Go over the records and copy every line with the string "Fair".

**********

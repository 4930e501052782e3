//! # Validation Module
//!
//! Input validation for items entering a swap meet from untrusted sources
//! (config files, user input).
//!
//! ## Validation Strategy
//! ```text
//! ┌─────────────────────────────────────────────────────────────────────────┐
//! │                      Validation Layers                                  │
//! │                                                                         │
//! │  Layer 1: Config loading (swap-meet-sim)                               │
//! │  ├── Type validation (deserialization)                                 │
//! │  └── Calls Item::try_new for every scripted item                       │
//! │           │                                                             │
//! │           ▼                                                             │
//! │  Layer 2: THIS MODULE                                                  │
//! │  ├── Category: non-empty, bounded length                               │
//! │  └── Condition: on the 0-5 scale                                       │
//! │           │                                                             │
//! │           ▼                                                             │
//! │  Layer 3: Vendor operations                                            │
//! │  └── No checks at all, equality/category/condition only                │
//! └─────────────────────────────────────────────────────────────────────────┘
//! ```
//!
//! ## Usage
//! ```rust
//! use swap_meet_core::validation::{validate_category, validate_condition};
//!
//! assert_eq!(validate_category("  decor ").unwrap(), "decor");
//! assert!(validate_condition(4).is_ok());
//! assert!(validate_condition(9).is_err());
//! ```

use crate::error::ValidationError;
use crate::{MAX_CATEGORY_LEN, MAX_CONDITION};

/// Result type for validation operations.
pub type ValidationResult<T> = Result<T, ValidationError>;

/// Validates an item category.
///
/// ## Rules
/// - Must not be empty after trimming
/// - Must be at most `MAX_CATEGORY_LEN` (50) characters
///
/// ## Returns
/// The trimmed category.
pub fn validate_category(category: &str) -> ValidationResult<String> {
    let category = category.trim();

    if category.is_empty() {
        return Err(ValidationError::Required {
            field: "category".to_string(),
        });
    }

    if category.chars().count() > MAX_CATEGORY_LEN {
        return Err(ValidationError::TooLong {
            field: "category".to_string(),
            max: MAX_CATEGORY_LEN,
        });
    }

    Ok(category.to_string())
}

/// Validates a condition rating.
///
/// ## Rules
/// - Must be between 0 and `MAX_CONDITION` (5), inclusive
pub fn validate_condition(condition: u32) -> ValidationResult<()> {
    if condition > MAX_CONDITION {
        return Err(ValidationError::OutOfRange {
            field: "condition".to_string(),
            min: 0,
            max: i64::from(MAX_CONDITION),
        });
    }

    Ok(())
}

// =============================================================================
// Unit Tests
// =============================================================================
//! # Items
//!
//! The goods that change hands at a swap meet.
//!
//! ## Shape of an Item
//! ```text
//! ┌─────────────────────────────────────────────────────────────────────────┐
//! │                            Item                                         │
//! │                                                                         │
//! │  ┌─────────────────┐        ┌─────────────────┐                        │
//! │  │    category     │        │    Condition    │                        │
//! │  │  ─────────────  │        │  ─────────────  │                        │
//! │  │  "clothing"     │        │  u32 rating     │                        │
//! │  │  grouping key   │        │  higher=better  │                        │
//! │  └─────────────────┘        └─────────────────┘                        │
//! │                                                                         │
//! │  Identity is the VALUE: two items with the same category and           │
//! │  condition are interchangeable for every vendor operation.             │
//! └─────────────────────────────────────────────────────────────────────────┘
//! ```

use serde::{Deserialize, Serialize};
use std::fmt;
use ts_rs::TS;

use crate::error::CoreResult;
use crate::validation::{validate_category, validate_condition};

/// Category for wearable items.
pub const CLOTHING: &str = "Clothing";

/// Category for decorative items.
pub const DECOR: &str = "Decor";

/// Category for electronic items.
pub const ELECTRONICS: &str = "Electronics";

// =============================================================================
// Condition
// =============================================================================

/// Quality rating of an item. Higher is better.
///
/// Ratings are conventionally 0 to 5 (see [`Condition::description`]), but
/// only [`Item::try_new`] enforces that. Ordering is plain integer ordering.
#[derive(
    Debug, Clone, Copy, Default, PartialEq, Eq, PartialOrd, Ord, Hash, Serialize, Deserialize, TS,
)]
#[serde(transparent)]
#[ts(export)]
pub struct Condition(u32);

impl Condition {
    /// Creates a condition from a raw rating.
    #[inline]
    pub const fn new(rating: u32) -> Self {
        Condition(rating)
    }

    /// Returns the raw rating.
    #[inline]
    pub const fn rating(&self) -> u32 {
        self.0
    }

    /// Human-readable wording for the rating.
    ///
    /// ## Scale
    /// ```text
    /// 0  Heavily used
    /// 1  Well worn
    /// 2  Fair
    /// 3  Good
    /// 4  Like new
    /// 5+ Mint
    /// ```
    pub const fn description(&self) -> &'static str {
        match self.0 {
            0 => "Heavily used",
            1 => "Well worn",
            2 => "Fair",
            3 => "Good",
            4 => "Like new",
            _ => "Mint",
        }
    }
}

impl From<u32> for Condition {
    #[inline]
    fn from(rating: u32) -> Self {
        Condition(rating)
    }
}

impl fmt::Display for Condition {
    fn fmt(&self, f: &mut fmt::Formatter<'_>) -> fmt::Result {
        write!(f, "{}", self.0)
    }
}

// =============================================================================
// Item
// =============================================================================

/// A categorized, condition-rated item.
///
/// Items have no mutation methods. Once built they only move between
/// vendors.
#[derive(Debug, Clone, PartialEq, Eq, Hash, Serialize, Deserialize, TS)]
#[ts(export)]
pub struct Item {
    category: String,
    condition: Condition,
}

impl Item {
    /// Creates an item without any checks.
    ///
    /// ## Example
    /// ```rust
    /// use swap_meet_core::Item;
    ///
    /// let scarf = Item::new("Clothing", 4);
    /// assert_eq!(scarf.category(), "Clothing");
    /// assert_eq!(scarf.condition().rating(), 4);
    /// ```
    pub fn new(category: impl Into<String>, condition: impl Into<Condition>) -> Self {
        Item {
            category: category.into(),
            condition: condition.into(),
        }
    }

    /// Creates an item after validating both attributes.
    ///
    /// The category is stored trimmed.
    ///
    /// ## Example
    /// ```rust
    /// use swap_meet_core::Item;
    ///
    /// assert!(Item::try_new(" Decor ", 3).is_ok());
    /// assert!(Item::try_new("", 3).is_err());
    /// assert!(Item::try_new("Decor", 11).is_err());
    /// ```
    pub fn try_new(category: &str, condition: u32) -> CoreResult<Self> {
        let category = validate_category(category)?;
        validate_condition(condition)?;
        Ok(Item::new(category, condition))
    }

    /// The grouping key used by category queries.
    #[inline]
    pub fn category(&self) -> &str {
        &self.category
    }

    #[inline]
    pub fn condition(&self) -> Condition {
        self.condition
    }

    /// Checks whether the item belongs to `category` (exact, case-sensitive).
    #[inline]
    pub fn is_in(&self, category: &str) -> bool {
        self.category == category
    }
}

impl fmt::Display for Item {
    fn fmt(&self, f: &mut fmt::Formatter<'_>) -> fmt::Result {
        write!(
            f,
            "{} (condition {}: {})",
            self.category,
            self.condition,
            self.condition.description()
        )
    }
}

// =============================================================================
// Unit Tests
// =============================================================================

#[cfg(test)]
mod tests {
    use super::*;

    #[test]
    fn test_item_value_equality() {
        assert_eq!(Item::new("toys", 3), Item::new("toys", 3));
        assert_ne!(Item::new("toys", 3), Item::new("toys", 4));
        assert_ne!(Item::new("toys", 3), Item::new("books", 3));
    }

    #[test]
    fn test_condition_ordering() {
        assert!(Condition::new(5) > Condition::new(4));
        assert_eq!(Condition::default().rating(), 0);
    }

    #[test]
    fn test_condition_description() {
        assert_eq!(Condition::new(0).description(), "Heavily used");
        assert_eq!(Condition::new(2).description(), "Fair");
        assert_eq!(Condition::new(5).description(), "Mint");
        assert_eq!(Condition::new(42).description(), "Mint");
    }

    #[test]
    fn test_item_display() {
        let item = Item::new(ELECTRONICS, 3);
        assert_eq!(item.to_string(), "Electronics (condition 3: Good)");
    }

    #[test]
    fn test_try_new_trims_category() {
        let item = Item::try_new("  Decor  ", 1).unwrap();
        assert_eq!(item.category(), DECOR);
    }

    #[test]
    fn test_is_in_is_case_sensitive() {
        let item = Item::new(CLOTHING, 1);
        assert!(item.is_in("Clothing"));
        assert!(!item.is_in("clothing"));
    }

    #[test]
    fn test_item_serializes_condition_as_number() {
        let json = serde_json::to_string(&Item::new("toys", 3)).unwrap();
        assert_eq!(json, r#"{"category":"toys","condition":3}"#);
    }
}
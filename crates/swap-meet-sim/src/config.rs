//! # Market Configuration
//!
//! Describes who is at the swap meet and which trades they attempt.
//!
//! ## Configuration Sources
//! ```text
//! ┌─────────────────────────────────────────────────────────────────────────┐
//! │                    Configuration Priority                               │
//! │                                                                         │
//! │  1. --config PATH on the command line (highest priority)               │
//! │                                                                         │
//! │  2. SWAP_MEET_CONFIG environment variable                              │
//! │                                                                         │
//! │  3. ./market.toml                                                      │
//! │                                                                         │
//! │  4. Default values (lowest priority): an empty market                  │
//! └─────────────────────────────────────────────────────────────────────────┘
//! ```
//!
//! ## Configuration File Format
//! ```toml
//! [[vendors]]
//! name = "alice"
//! items = [
//!     { category = "tools", condition = 2 },
//!     { category = "tools", condition = 5 },
//! ]
//!
//! [[vendors]]
//! name = "bob"
//! items = [{ category = "books", condition = 4 }]
//!
//! [[trades]]
//! kind = "items"          # items | first | best_by_category
//! vendor = "alice"
//! peer = "bob"
//! my_item = { category = "tools", condition = 2 }
//! their_item = { category = "books", condition = 4 }
//! ```

use std::collections::HashSet;
use std::path::PathBuf;

use serde::{Deserialize, Serialize};
use swap_meet_core::validation::validate_category;
use swap_meet_core::{CoreError, Item};
use tracing::{debug, info};

use crate::error::{SimError, SimResult};

/// Environment variable naming the config file.
pub const CONFIG_ENV_VAR: &str = "SWAP_MEET_CONFIG";

/// Config file looked up in the working directory when nothing else is set.
pub const DEFAULT_CONFIG_FILE: &str = "market.toml";

// =============================================================================
// Items and Vendors
// =============================================================================

/// An item as written in the config file.
#[derive(Debug, Clone, PartialEq, Eq, Serialize, Deserialize)]
pub struct ItemConfig {
    pub category: String,
    pub condition: u32,
}

impl ItemConfig {
    /// Builds the core item.
    ///
    /// The category is trimmed and checked; the condition is taken as is,
    /// since scripted markets may rate items on any scale.
    pub fn to_item(&self) -> SimResult<Item> {
        let category = validate_category(&self.category).map_err(CoreError::from)?;
        Ok(Item::new(category, self.condition))
    }
}

/// A vendor and its opening inventory.
#[derive(Debug, Clone, PartialEq, Eq, Serialize, Deserialize)]
pub struct VendorConfig {
    pub name: String,

    #[serde(default)]
    pub items: Vec<ItemConfig>,
}

// =============================================================================
// Trades
// =============================================================================

/// One scripted trade, tagged by `kind`.
///
/// `vendor` is the side that initiates (`self` in the core operations),
/// `peer` the counterparty.
#[derive(Debug, Clone, PartialEq, Eq, Serialize, Deserialize)]
#[serde(tag = "kind", rename_all = "snake_case")]
pub enum TradeConfig {
    /// Direct swap of two named items.
    Items {
        vendor: String,
        peer: String,
        my_item: ItemConfig,
        their_item: ItemConfig,
    },

    /// Swap of the first item in each inventory.
    First { vendor: String, peer: String },

    /// Swap of each side's best item in the category the other wants.
    BestByCategory {
        vendor: String,
        peer: String,
        my_priority: String,
        their_priority: String,
    },
}

impl TradeConfig {
    /// The `kind` tag, as written in the config file.
    pub fn kind(&self) -> &'static str {
        match self {
            TradeConfig::Items { .. } => "items",
            TradeConfig::First { .. } => "first",
            TradeConfig::BestByCategory { .. } => "best_by_category",
        }
    }

    /// `(vendor, peer)` names.
    pub fn parties(&self) -> (&str, &str) {
        match self {
            TradeConfig::Items { vendor, peer, .. }
            | TradeConfig::First { vendor, peer }
            | TradeConfig::BestByCategory { vendor, peer, .. } => (vendor.as_str(), peer.as_str()),
        }
    }
}

// =============================================================================
// Market Configuration
// =============================================================================

/// Complete swap meet script.
#[derive(Debug, Clone, Default, PartialEq, Eq, Serialize, Deserialize)]
pub struct MarketConfig {
    #[serde(default)]
    pub vendors: Vec<VendorConfig>,

    #[serde(default)]
    pub trades: Vec<TradeConfig>,
}

impl MarketConfig {
    /// Loads configuration from file and validates it.
    ///
    /// ## Load Order
    /// 1. `config_path` if given; it must exist
    /// 2. Otherwise `SWAP_MEET_CONFIG`, then `./market.toml`; a missing
    ///    file here means an empty market
    pub fn load(config_path: Option<PathBuf>) -> SimResult<Self> {
        let config = match config_path {
            Some(path) => {
                if !path.exists() {
                    return Err(SimError::ConfigNotFound(path.display().to_string()));
                }
                Self::read(path)?
            }
            None => {
                let path = Self::default_config_path();
                if path.exists() {
                    Self::read(path)?
                } else {
                    debug!(?path, "Config file not found, using an empty market");
                    Self::default()
                }
            }
        };

        config.validate()?;
        Ok(config)
    }

    /// Parses and validates a TOML document.
    pub fn from_toml_str(contents: &str) -> SimResult<Self> {
        let config: MarketConfig = toml::from_str(contents)?;
        config.validate()?;
        Ok(config)
    }

    /// `SWAP_MEET_CONFIG` if set, else `./market.toml`.
    pub fn default_config_path() -> PathBuf {
        std::env::var_os(CONFIG_ENV_VAR)
            .map(PathBuf::from)
            .unwrap_or_else(|| PathBuf::from(DEFAULT_CONFIG_FILE))
    }

    /// Validates the configuration.
    ///
    /// ## Rules
    /// - Vendor names are non-empty and unique
    /// - Every item has a valid category
    /// - Every trade names two different, known vendors
    /// - Every item inside a trade has a valid category
    ///
    /// Item errors name the vendor or trade index that holds the item.
    pub fn validate(&self) -> SimResult<()> {
        let mut names = HashSet::new();
        for vendor in &self.vendors {
            if vendor.name.trim().is_empty() {
                return Err(SimError::InvalidConfig("vendor name must not be empty".into()));
            }
            if !names.insert(vendor.name.as_str()) {
                return Err(SimError::InvalidConfig(format!(
                    "duplicate vendor name: '{}'",
                    vendor.name
                )));
            }
            for item in &vendor.items {
                item.to_item().map_err(|e| {
                    SimError::InvalidConfig(format!("vendor '{}': {}", vendor.name, e))
                })?;
            }
        }

        for (index, trade) in self.trades.iter().enumerate() {
            let (vendor, peer) = trade.parties();
            for name in [vendor, peer] {
                if !names.contains(name) {
                    return Err(SimError::UnknownVendor(name.to_string()));
                }
            }
            if vendor == peer {
                return Err(SimError::InvalidConfig(format!(
                    "trade #{} has '{}' trading with itself",
                    index, vendor
                )));
            }
            if let TradeConfig::Items {
                my_item,
                their_item,
                ..
            } = trade
            {
                for item in [my_item, their_item] {
                    item.to_item().map_err(|e| {
                        SimError::InvalidConfig(format!("trade #{}: {}", index, e))
                    })?;
                }
            }
        }

        Ok(())
    }

    fn read(path: PathBuf) -> SimResult<Self> {
        info!(?path, "Loading market config from file");
        let contents = std::fs::read_to_string(&path)?;
        Ok(toml::from_str(&contents)?)
    }
}

// =============================================================================
// Unit Tests
// =============================================================================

**********

**YOUR SOLUTION**
    /// 2  Fair
            2 => "Fair",
        assert_eq!(Condition::new(2).description(), "Fair");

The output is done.